General information
- Location: Halton England
- Coordinates: 53°21′13″N 2°38′23″W﻿ / ﻿53.35367°N 2.63975°W
- Grid reference: SJ575842
- Platforms: 2

Other information
- Status: Disused

History
- Original company: Grand Junction Railway
- Pre-grouping: London and North Western Railway
- Post-grouping: London, Midland and Scottish Railway

Key dates
- 4 July 1837: Opened
- 1 January 1917: Station closed
- 1 February 1919: Station reopened
- 1 February 1943: Closed to passengers
- 1952: Closed to rail workers

Location

= Moore railway station =

Former railway station in England

Moore railway station was a station on the Grand Junction Railway serving the village of Moore in what was then Cheshire, England.
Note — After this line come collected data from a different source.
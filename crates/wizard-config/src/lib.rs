//! wizard-config
//!
//! Persistent study configuration: validation policy inputs, autosave
//! cadence, and where progress and exports live on disk.

pub mod error;
pub mod manager;
pub mod model;

pub use error::ConfigError;
pub use manager::ConfigManager;
pub use model::{Config, ValidationSettings};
It opened on 4 July 1837 when the line opened.

The station is located in Moore cutting on the south side of the road (which is now Runcorn Road) which loops through Moore village passing both this station and , also in the village. The road crossed the railway on an over-bridge, with road access down to the station building on the down, western, side of the tracks. In 1865 there was at least one platform at the station.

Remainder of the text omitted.